(Collected data)
-*-*-
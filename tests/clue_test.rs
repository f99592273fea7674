//! Tests for clue encoding and decoding.

use strum::IntoEnumIterator;
use wordlebot::{ClueCode, ClueError, ClueString, GuessRecord, LetterMark, decode, encode, is_solved};

use LetterMark::{Correct, Misplaced, Unknown};

#[test]
fn test_encode_maps_each_position() {
    let clue = encode(&[Correct, Unknown, Misplaced, Unknown, Unknown]);
    assert_eq!(clue.to_string(), "gxyxx");
    assert_eq!(clue.len(), 5);
}

#[test]
fn test_correct_count_matches_g_count() {
    let marks: Vec<LetterMark> = LetterMark::iter().collect();
    for a in &marks {
        for b in &marks {
            for c in &marks {
                for d in &marks {
                    for e in &marks {
                        let seq = [*a, *b, *c, *d, *e];
                        let clue = encode(&seq);
                        let g_count = clue.to_string().chars().filter(|ch| *ch == 'g').count();
                        let correct = seq.iter().filter(|m| **m == Correct).count();
                        assert_eq!(g_count, correct, "sequence {:?}", seq);
                        assert_eq!(decode(&clue), seq.to_vec());
                    }
                }
            }
        }
    }
}

#[test]
fn test_toggle_cycle_wraps_after_three() {
    assert_eq!(Unknown.next(), Misplaced);
    assert_eq!(Misplaced.next(), Correct);
    assert_eq!(Correct.next(), Unknown);
    for mark in LetterMark::iter() {
        assert_eq!(mark.next().next().next(), mark);
    }
}

#[test]
fn test_is_solved_only_for_all_correct() {
    assert!(is_solved(&"ggggg".parse().unwrap()));
    assert!(!is_solved(&"ggggy".parse().unwrap()));
    assert!(!is_solved(&"xxxxx".parse().unwrap()));
    assert!(!is_solved(&ClueString::default()));
    assert!(encode(&[Correct; 3]).is_solved());
}

#[test]
fn test_parse_ignores_case() {
    let clue: ClueString = "GxYxX".parse().expect("valid clue");
    assert_eq!(
        clue.codes(),
        &[ClueCode::G, ClueCode::X, ClueCode::Y, ClueCode::X, ClueCode::X]
    );
}

#[test]
fn test_parse_rejects_unknown_character() {
    let err = "gxbxx".parse::<ClueString>().unwrap_err();
    assert_eq!(err, ClueError::InvalidCode { position: 2, found: 'b' });
    assert!(err.to_string().contains("'b' at position 2"));
}

#[test]
fn test_clue_serializes_as_string() {
    let record = GuessRecord::new("serai", "gxyxx".parse().unwrap());
    let json = serde_json::to_string(&record).unwrap();
    assert_eq!(json, r#"{"word":"serai","clue":"gxyxx"}"#);

    let back: GuessRecord = serde_json::from_str(&json).unwrap();
    assert_eq!(back, record);
    assert!(!back.is_solved());
}

#[test]
fn test_deserialize_rejects_bad_clue() {
    let result = serde_json::from_str::<GuessRecord>(r#"{"word":"serai","clue":"gxqxx"}"#);
    assert!(result.is_err());
}
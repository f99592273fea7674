//! Completed rounds as sent to the solver.

use derive_getters::Getters;
use serde::{Deserialize, Serialize};
use tracing::instrument;

use crate::clue::ClueString;

/// One completed round: the word that was played and the clue it earned.
///
/// Records are immutable once created. On the wire they appear as
/// `{"word": "serai", "clue": "gxyxx"}`.
#[derive(Debug, Clone, PartialEq, Eq, Hash, Getters, Serialize, Deserialize)]
pub struct GuessRecord {
    /// The word that was played.
    word: String,
    /// Feedback for that word.
    clue: ClueString,
}

impl GuessRecord {
    /// Creates a new record.
    #[instrument(level = "trace", skip(word))]
    pub fn new(word: impl Into<String>, clue: ClueString) -> Self {
        Self {
            word: word.into(),
            clue,
        }
    }

    /// Returns true if this round solved the puzzle.
    pub fn is_solved(&self) -> bool {
        self.clue.is_solved()
    }
}
//! Errors returned when the controller is driven out of order.

use derive_more::{Display, Error};

use super::Phase;

/// Rejected controller operation. State is left untouched.
#[derive(Debug, Clone, Copy, PartialEq, Eq, Display, Error)]
pub enum SessionError {
    /// The operation is not valid in the current phase.
    #[display("Expected phase {expected} but session is {actual}")]
    WrongPhase {
        /// Phase the operation requires.
        expected: Phase,
        /// Phase the session is in.
        actual: Phase,
    },

    /// Mark position past the end of the word.
    #[display("Position {position} is out of range for a {len}-letter word")]
    PositionOutOfRange {
        /// Requested position.
        position: usize,
        /// Word length.
        len: usize,
    },

    /// Mark sequence does not match the word length.
    #[display("Expected {expected} marks but got {found}")]
    LengthMismatch {
        /// Word length.
        expected: usize,
        /// Number of marks supplied.
        found: usize,
    },

    /// The first request was already issued.
    #[display("Session has already been started")]
    AlreadyStarted,
}
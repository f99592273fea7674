//! Shared test helpers.

#![allow(dead_code)]

use std::collections::VecDeque;
use std::sync::Mutex;

use async_trait::async_trait;
use wordlebot::{GuessRecord, Solver, SolverError};

/// In-memory solver that replays scripted answers and records every request.
#[derive(Debug, Default)]
pub struct ScriptedSolver {
    answers: Mutex<VecDeque<Result<String, String>>>,
    requests: Mutex<Vec<Vec<GuessRecord>>>,
}

impl ScriptedSolver {
    /// Creates a solver that answers with each entry in turn.
    pub fn new(answers: impl IntoIterator<Item = Result<&'static str, &'static str>>) -> Self {
        Self {
            answers: Mutex::new(
                answers
                    .into_iter()
                    .map(|a| a.map(str::to_string).map_err(str::to_string))
                    .collect(),
            ),
            requests: Mutex::new(Vec::new()),
        }
    }

    /// Creates a solver that always proposes `word`.
    pub fn always(word: &'static str, times: usize) -> Self {
        Self::new(std::iter::repeat_n(Ok(word), times))
    }

    /// All requests received so far.
    pub fn requests(&self) -> Vec<Vec<GuessRecord>> {
        self.requests.lock().unwrap().clone()
    }

    /// Number of requests received so far.
    pub fn request_count(&self) -> usize {
        self.requests.lock().unwrap().len()
    }
}

#[async_trait]
impl Solver for ScriptedSolver {
    async fn next_guess(&self, history: &[GuessRecord]) -> Result<String, SolverError> {
        self.requests.lock().unwrap().push(history.to_vec());
        match self.answers.lock().unwrap().pop_front() {
            Some(Ok(word)) => Ok(word),
            Some(Err(message)) => Err(SolverError::new(message)),
            None => Err(SolverError::new("No scripted answer left")),
        }
    }
}
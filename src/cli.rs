//! Command-line interface for wordlebot.

use clap::{Args, Parser, Subcommand};
use wordlebot::FinalAttempt;

/// WordleBot - solve Wordle with help from a remote solver
#[derive(Parser, Debug)]
#[command(name = "wordlebot")]
#[command(about = "Interactive Wordle assistant", long_about = None)]
#[command(version)]
pub struct Cli {
    /// Subcommand to run
    #[command(subcommand)]
    pub command: Command,
}

/// Available commands
#[derive(Subcommand, Debug)]
pub enum Command {
    /// Play in the terminal UI
    Tui(SessionArgs),

    /// Play by typing clue strings (e.g. gxyxx) at a prompt
    Prompt(SessionArgs),
}

/// Options shared by every front end
#[derive(Args, Debug)]
pub struct SessionArgs {
    /// Path to the configuration file
    #[arg(short, long, default_value = "wordlebot.toml")]
    pub config: std::path::PathBuf,

    /// Solver endpoint (overrides config and WORDLEBOT_SOLVER_URL)
    #[arg(long)]
    pub solver_url: Option<String>,

    /// Letters per word
    #[arg(long)]
    pub word_length: Option<usize>,

    /// Rounds allowed before the session fails
    #[arg(long)]
    pub max_attempts: Option<usize>,

    /// Whether the final non-winning attempt is sent to the solver (skip or contact)
    #[arg(long)]
    pub final_attempt: Option<FinalAttempt>,
}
-*-*-
◆ **TASK DIRECTIONS**
The full data, transcribed without change, is the expected answer.

◆ **ANSWER FOR THE TASK**
filename tests/clue_test.rs
repository f99592273fea7674
//! Tests for clue encoding and decoding.

use strum::IntoEnumIterator;
use wordlebot::{ClueCode, ClueError, ClueString, GuessRecord, LetterMark, decode, encode, is_solved};

use LetterMark::{Correct, Misplaced, Unknown};

#[test]
fn test_encode_maps_each_position() {
    let clue = encode(&[Correct, Unknown, Misplaced, Unknown, Unknown]);
    assert_eq!(clue.to_string(), "gxyxx");
    assert_eq!(clue.len(), 5);
}

#[test]
fn test_correct_count_matches_g_count() {
    let marks: Vec<LetterMark> = LetterMark::iter().collect();
    for a in &marks {
        for b in &marks {
            for c in &marks {
                for d in &marks {
                    for e in &marks {
                        let seq = [*a, *b, *c, *d, *e];
                        let clue = encode(&seq);
                        let g_count = clue.to_string().chars().filter(|ch| *ch == 'g').count();
                        let correct = seq.iter().filter(|m| **m == Correct).count();
                        assert_eq!(g_count, correct, "sequence {:?}", seq);
                        assert_eq!(decode(&clue), seq.to_vec());
                    }
                }
            }
        }
    }
}

#[test]
fn test_toggle_cycle_wraps_after_three() {
    assert_eq!(Unknown.next(), Misplaced);
    assert_eq!(Misplaced.next(), Correct);
    assert_eq!(Correct.next(), Unknown);
    for mark in LetterMark::iter() {
        assert_eq!(mark.next().next().next(), mark);
    }
}

#[test]
fn test_is_solved_only_for_all_correct() {
    assert!(is_solved(&"ggggg".parse().unwrap()));
    assert!(!is_solved(&"ggggy".parse().unwrap()));
    assert!(!is_solved(&"xxxxx".parse().unwrap()));
    assert!(!is_solved(&ClueString::default()));
    assert!(encode(&[Correct; 3]).is_solved());
}

#[test]
fn test_parse_ignores_case() {
    let clue: ClueString = "GxYxX".parse().expect("valid clue");
    assert_eq!(
        clue.codes(),
        &[ClueCode::G, ClueCode::X, ClueCode::Y, ClueCode::X, ClueCode::X]
    );
}

#[test]
fn test_parse_rejects_unknown_character() {
    let err = "gxbxx".parse::<ClueString>().unwrap_err();
    assert_eq!(err, ClueError::InvalidCode { position: 2, found: 'b' });
    assert!(err.to_string().contains("'b' at position 2"));
}

#[test]
fn test_clue_serializes_as_string() {
    let record = GuessRecord::new("serai", "gxyxx".parse().unwrap());
    let json = serde_json::to_string(&record).unwrap();
    assert_eq!(json, r#"{"word":"serai","clue":"gxyxx"}"#);

    let back: GuessRecord = serde_json::from_str(&json).unwrap();
    assert_eq!(back, record);
    assert!(!back.is_solved());
}

#[test]
fn test_deserialize_rejects_bad_clue() {
    let result = serde_json::from_str::<GuessRecord>(r#"{"word":"serai","clue":"gxqxx"}"#);
    assert!(result.is_err());
}
repository f99592273fea7674
//! Completed rounds as sent to the solver.

use derive_getters::Getters;
use serde::{Deserialize, Serialize};
use tracing::instrument;

use crate::clue::ClueString;

/// One completed round: the word that was played and the clue it earned.
///
/// Records are immutable once created. On the wire they appear as
/// `{"word": "serai", "clue": "gxyxx"}`.
#[derive(Debug, Clone, PartialEq, Eq, Hash, Getters, Serialize, Deserialize)]
pub struct GuessRecord {
    /// The word that was played.
    word: String,
    /// Feedback for that word.
    clue: ClueString,
}

impl GuessRecord {
    /// Creates a new record.
    #[instrument(level = "trace", skip(word))]
    pub fn new(word: impl Into<String>, clue: ClueString) -> Self {
        Self {
            word: word.into(),
            clue,
        }
    }

    /// Returns true if this round solved the puzzle.
    pub fn is_solved(&self) -> bool {
        self.clue.is_solved()
    }
}
//! Errors returned when the controller is driven out of order.

use derive_more::{Display, Error};

use super::Phase;

/// Rejected controller operation. State is left untouched.
#[derive(Debug, Clone, Copy, PartialEq, Eq, Display, Error)]
pub enum SessionError {
    /// The operation is not valid in the current phase.
    #[display("Expected phase {expected} but session is {actual}")]
    WrongPhase {
        /// Phase the operation requires.
        expected: Phase,
        /// Phase the session is in.
        actual: Phase,
    },

    /// Mark position past the end of the word.
    #[display("Position {position} is out of range for a {len}-letter word")]
    PositionOutOfRange {
        /// Requested position.
        position: usize,
        /// Word length.
        len: usize,
    },

    /// Mark sequence does not match the word length.
    #[display("Expected {expected} marks but got {found}")]
    LengthMismatch {
        /// Word length.
        expected: usize,
        /// Number of marks supplied.
        found: usize,
    },

    /// The first request was already issued.
    #[display("Session has already been started")]
    AlreadyStarted,
}
repository f99592273fea7674
//! Shared test helpers.

#![allow(dead_code)]

use std::collections::VecDeque;
use std::sync::Mutex;

use async_trait::async_trait;
use wordlebot::{GuessRecord, Solver, SolverError};

/// In-memory solver that replays scripted answers and records every request.
#[derive(Debug, Default)]
pub struct ScriptedSolver {
    answers: Mutex<VecDeque<Result<String, String>>>,
    requests: Mutex<Vec<Vec<GuessRecord>>>,
}

impl ScriptedSolver {
    /// Creates a solver that answers with each entry in turn.
    pub fn new(answers: impl IntoIterator<Item = Result<&'static str, &'static str>>) -> Self {
        Self {
            answers: Mutex::new(
                answers
                    .into_iter()
                    .map(|a| a.map(str::to_string).map_err(str::to_string))
                    .collect(),
            ),
            requests: Mutex::new(Vec::new()),
        }
    }

    /// Creates a solver that always proposes `word`.
    pub fn always(word: &'static str, times: usize) -> Self {
        Self::new(std::iter::repeat_n(Ok(word), times))
    }

    /// All requests received so far.
    pub fn requests(&self) -> Vec<Vec<GuessRecord>> {
        self.requests.lock().unwrap().clone()
    }

    /// Number of requests received so far.
    pub fn request_count(&self) -> usize {
        self.requests.lock().unwrap().len()
    }
}

#[async_trait]
impl Solver for ScriptedSolver {
    async fn next_guess(&self, history: &[GuessRecord]) -> Result<String, SolverError> {
        self.requests.lock().unwrap().push(history.to_vec());
        match self.answers.lock().unwrap().pop_front() {
            Some(Ok(word)) => Ok(word),
            Some(Err(message)) => Err(SolverError::new(message)),
            None => Err(SolverError::new("No scripted answer left")),
        }
    }
}
filename src/cli.rs
//! Command-line interface for wordlebot.

use clap::{Args, Parser, Subcommand};
use wordlebot::FinalAttempt;

/// WordleBot - solve Wordle with help from a remote solver
#[derive(Parser, Debug)]
#[command(name = "wordlebot")]
#[command(about = "Interactive Wordle assistant", long_about = None)]
#[command(version)]
pub struct Cli {
    /// Subcommand to run
    #[command(subcommand)]
    pub command: Command,
}

/// Available commands
#[derive(Subcommand, Debug)]
pub enum Command {
    /// Play in the terminal UI
    Tui(SessionArgs),

    /// Play by typing clue strings (e.g. gxyxx) at a prompt
    Prompt(SessionArgs),
}

/// Options shared by every front end
#[derive(Args, Debug)]
pub struct SessionArgs {
    /// Path to the configuration file
    #[arg(short, long, default_value = "wordlebot.toml")]
    pub config: std::path::PathBuf,

    /// Solver endpoint (overrides config and WORDLEBOT_SOLVER_URL)
    #[arg(long)]
    pub solver_url: Option<String>,

    /// Letters per word
    #[arg(long)]
    pub word_length: Option<usize>,

    /// Rounds allowed before the session fails
    #[arg(long)]
    pub max_attempts: Option<usize>,

    /// Whether the final non-winning attempt is sent to the solver (skip or contact)
    #[arg(long)]
    pub final_attempt: Option<FinalAttempt>,
}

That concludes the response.